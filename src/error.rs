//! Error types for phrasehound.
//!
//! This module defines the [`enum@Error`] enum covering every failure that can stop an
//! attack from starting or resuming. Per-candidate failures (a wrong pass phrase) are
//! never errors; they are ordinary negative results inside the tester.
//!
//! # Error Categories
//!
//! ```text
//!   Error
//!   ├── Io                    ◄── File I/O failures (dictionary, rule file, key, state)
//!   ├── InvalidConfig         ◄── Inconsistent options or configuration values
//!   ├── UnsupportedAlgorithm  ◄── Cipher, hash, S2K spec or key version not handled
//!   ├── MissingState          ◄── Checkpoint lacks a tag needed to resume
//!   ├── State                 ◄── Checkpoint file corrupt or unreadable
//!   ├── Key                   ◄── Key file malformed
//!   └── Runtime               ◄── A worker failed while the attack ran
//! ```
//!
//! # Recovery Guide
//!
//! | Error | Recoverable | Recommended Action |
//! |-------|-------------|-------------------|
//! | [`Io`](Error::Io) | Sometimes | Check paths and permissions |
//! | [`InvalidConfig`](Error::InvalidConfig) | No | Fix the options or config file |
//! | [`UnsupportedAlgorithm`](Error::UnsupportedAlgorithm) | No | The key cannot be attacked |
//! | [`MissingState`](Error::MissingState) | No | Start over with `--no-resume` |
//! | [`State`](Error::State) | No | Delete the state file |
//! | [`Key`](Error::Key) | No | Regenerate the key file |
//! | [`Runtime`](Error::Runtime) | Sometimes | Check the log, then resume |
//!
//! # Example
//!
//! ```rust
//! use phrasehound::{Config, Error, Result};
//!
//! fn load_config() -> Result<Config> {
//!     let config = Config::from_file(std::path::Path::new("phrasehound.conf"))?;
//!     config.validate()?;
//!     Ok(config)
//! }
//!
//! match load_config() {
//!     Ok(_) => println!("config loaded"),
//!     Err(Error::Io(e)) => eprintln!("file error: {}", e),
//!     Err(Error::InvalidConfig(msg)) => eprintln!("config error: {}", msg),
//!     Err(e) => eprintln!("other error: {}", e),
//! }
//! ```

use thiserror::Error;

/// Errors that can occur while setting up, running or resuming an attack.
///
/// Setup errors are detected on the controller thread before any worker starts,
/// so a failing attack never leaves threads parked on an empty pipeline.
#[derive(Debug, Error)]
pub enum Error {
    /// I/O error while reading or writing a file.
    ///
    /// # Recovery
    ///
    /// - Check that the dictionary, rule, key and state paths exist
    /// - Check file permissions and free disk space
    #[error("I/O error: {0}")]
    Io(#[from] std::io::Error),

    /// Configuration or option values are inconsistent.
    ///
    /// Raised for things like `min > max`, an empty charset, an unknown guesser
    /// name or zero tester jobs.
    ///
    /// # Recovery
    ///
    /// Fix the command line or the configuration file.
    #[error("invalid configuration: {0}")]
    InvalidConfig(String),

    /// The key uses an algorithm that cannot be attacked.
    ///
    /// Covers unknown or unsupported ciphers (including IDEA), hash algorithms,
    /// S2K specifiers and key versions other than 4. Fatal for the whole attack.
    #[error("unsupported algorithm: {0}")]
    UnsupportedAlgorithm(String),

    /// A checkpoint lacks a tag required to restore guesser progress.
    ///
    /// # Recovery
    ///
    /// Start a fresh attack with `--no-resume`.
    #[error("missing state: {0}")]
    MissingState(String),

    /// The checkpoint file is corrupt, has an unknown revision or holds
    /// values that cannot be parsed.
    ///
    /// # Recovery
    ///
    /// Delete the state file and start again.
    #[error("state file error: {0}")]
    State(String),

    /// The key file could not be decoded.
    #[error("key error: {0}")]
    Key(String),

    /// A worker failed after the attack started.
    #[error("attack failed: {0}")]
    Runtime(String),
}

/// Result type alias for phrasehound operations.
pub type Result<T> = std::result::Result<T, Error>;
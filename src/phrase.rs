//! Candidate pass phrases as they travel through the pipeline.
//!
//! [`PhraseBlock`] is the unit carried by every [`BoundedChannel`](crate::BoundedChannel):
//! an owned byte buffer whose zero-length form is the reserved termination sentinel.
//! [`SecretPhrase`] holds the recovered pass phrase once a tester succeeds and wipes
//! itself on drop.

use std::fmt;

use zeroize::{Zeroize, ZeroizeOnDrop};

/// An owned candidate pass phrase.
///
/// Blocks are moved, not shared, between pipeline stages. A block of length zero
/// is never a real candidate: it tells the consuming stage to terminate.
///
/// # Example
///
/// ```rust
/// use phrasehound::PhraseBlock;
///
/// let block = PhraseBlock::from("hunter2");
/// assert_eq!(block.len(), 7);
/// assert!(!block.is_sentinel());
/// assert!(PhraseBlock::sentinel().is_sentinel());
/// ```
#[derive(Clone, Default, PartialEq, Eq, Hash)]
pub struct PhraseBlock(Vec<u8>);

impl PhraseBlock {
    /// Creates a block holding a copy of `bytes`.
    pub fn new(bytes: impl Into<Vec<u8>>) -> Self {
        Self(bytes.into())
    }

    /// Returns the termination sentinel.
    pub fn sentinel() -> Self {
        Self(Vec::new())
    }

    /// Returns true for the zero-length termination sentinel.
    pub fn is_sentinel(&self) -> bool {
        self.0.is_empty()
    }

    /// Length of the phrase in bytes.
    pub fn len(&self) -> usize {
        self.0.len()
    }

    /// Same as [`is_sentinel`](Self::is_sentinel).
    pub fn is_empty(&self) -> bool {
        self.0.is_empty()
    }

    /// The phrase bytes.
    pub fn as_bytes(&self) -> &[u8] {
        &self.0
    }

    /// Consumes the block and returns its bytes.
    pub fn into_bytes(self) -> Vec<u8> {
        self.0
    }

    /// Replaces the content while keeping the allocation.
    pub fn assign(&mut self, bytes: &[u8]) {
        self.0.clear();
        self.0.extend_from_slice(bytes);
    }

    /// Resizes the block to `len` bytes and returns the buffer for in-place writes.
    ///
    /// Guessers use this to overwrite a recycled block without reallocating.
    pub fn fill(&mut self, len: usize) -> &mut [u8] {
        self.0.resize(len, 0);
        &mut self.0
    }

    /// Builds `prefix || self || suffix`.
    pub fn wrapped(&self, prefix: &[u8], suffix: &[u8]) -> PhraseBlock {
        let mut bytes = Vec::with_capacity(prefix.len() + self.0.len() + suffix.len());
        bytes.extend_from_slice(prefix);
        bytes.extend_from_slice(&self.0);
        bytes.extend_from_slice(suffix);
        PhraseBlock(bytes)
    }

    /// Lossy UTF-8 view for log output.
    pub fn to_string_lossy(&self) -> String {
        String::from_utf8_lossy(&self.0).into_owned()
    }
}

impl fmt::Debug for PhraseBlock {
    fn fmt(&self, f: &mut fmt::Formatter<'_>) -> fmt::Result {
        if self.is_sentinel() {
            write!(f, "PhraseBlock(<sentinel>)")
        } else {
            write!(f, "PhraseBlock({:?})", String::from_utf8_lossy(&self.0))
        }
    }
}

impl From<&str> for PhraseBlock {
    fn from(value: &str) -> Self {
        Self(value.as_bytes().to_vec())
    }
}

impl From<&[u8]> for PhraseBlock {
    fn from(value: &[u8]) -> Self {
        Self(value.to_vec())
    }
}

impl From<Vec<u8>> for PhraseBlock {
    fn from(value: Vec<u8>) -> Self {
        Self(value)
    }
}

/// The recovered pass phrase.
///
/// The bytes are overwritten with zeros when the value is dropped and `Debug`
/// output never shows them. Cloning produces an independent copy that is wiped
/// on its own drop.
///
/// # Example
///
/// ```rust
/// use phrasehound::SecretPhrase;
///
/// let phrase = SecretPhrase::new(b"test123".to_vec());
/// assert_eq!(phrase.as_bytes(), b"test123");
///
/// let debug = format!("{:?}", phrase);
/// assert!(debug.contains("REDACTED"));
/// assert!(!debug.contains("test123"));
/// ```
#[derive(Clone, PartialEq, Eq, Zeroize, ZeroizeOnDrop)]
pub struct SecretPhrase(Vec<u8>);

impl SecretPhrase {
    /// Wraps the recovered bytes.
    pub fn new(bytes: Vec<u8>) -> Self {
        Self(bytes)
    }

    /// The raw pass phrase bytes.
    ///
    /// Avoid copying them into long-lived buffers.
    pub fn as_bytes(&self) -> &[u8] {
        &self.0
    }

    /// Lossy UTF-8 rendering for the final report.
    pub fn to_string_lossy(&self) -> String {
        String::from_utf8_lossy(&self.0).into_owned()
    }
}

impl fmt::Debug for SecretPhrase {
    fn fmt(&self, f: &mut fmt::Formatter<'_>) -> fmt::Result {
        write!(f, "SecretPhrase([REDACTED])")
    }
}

—————

- _Work request_: Here the job is to transcribe the lines from the first line of the data through the line containing "Start over with", inclusive, exactly and with nothing else.

- _Response_:
filename src/error.rs
//! Error types for phrasehound.
//!
//! This module defines the [`enum@Error`] enum covering every failure that can stop an
//! attack from starting or resuming. Per-candidate failures (a wrong pass phrase) are
//! never errors; they are ordinary negative results inside the tester.
//!
//! # Error Categories
//!
//! ```text
//!   Error
//!   ├── Io                    ◄── File I/O failures (dictionary, rule file, key, state)
//!   ├── InvalidConfig         ◄── Inconsistent options or configuration values
//!   ├── UnsupportedAlgorithm  ◄── Cipher, hash, S2K spec or key version not handled
//!   ├── MissingState          ◄── Checkpoint lacks a tag needed to resume
//!   ├── State                 ◄── Checkpoint file corrupt or unreadable
//!   ├── Key                   ◄── Key file malformed
//!   └── Runtime               ◄── A worker failed while the attack ran
//! ```
//!
//! # Recovery Guide
//!
//! | Error | Recoverable | Recommended Action |
//! |-------|-------------|-------------------|
//! | [`Io`](Error::Io) | Sometimes | Check paths and permissions |
//! | [`InvalidConfig`](Error::InvalidConfig) | No | Fix the options or config file |
//! | [`UnsupportedAlgorithm`](Error::UnsupportedAlgorithm) | No | The key cannot be attacked |
//! | [`MissingState`](Error::MissingState) | No | Start over with `--no-resume` |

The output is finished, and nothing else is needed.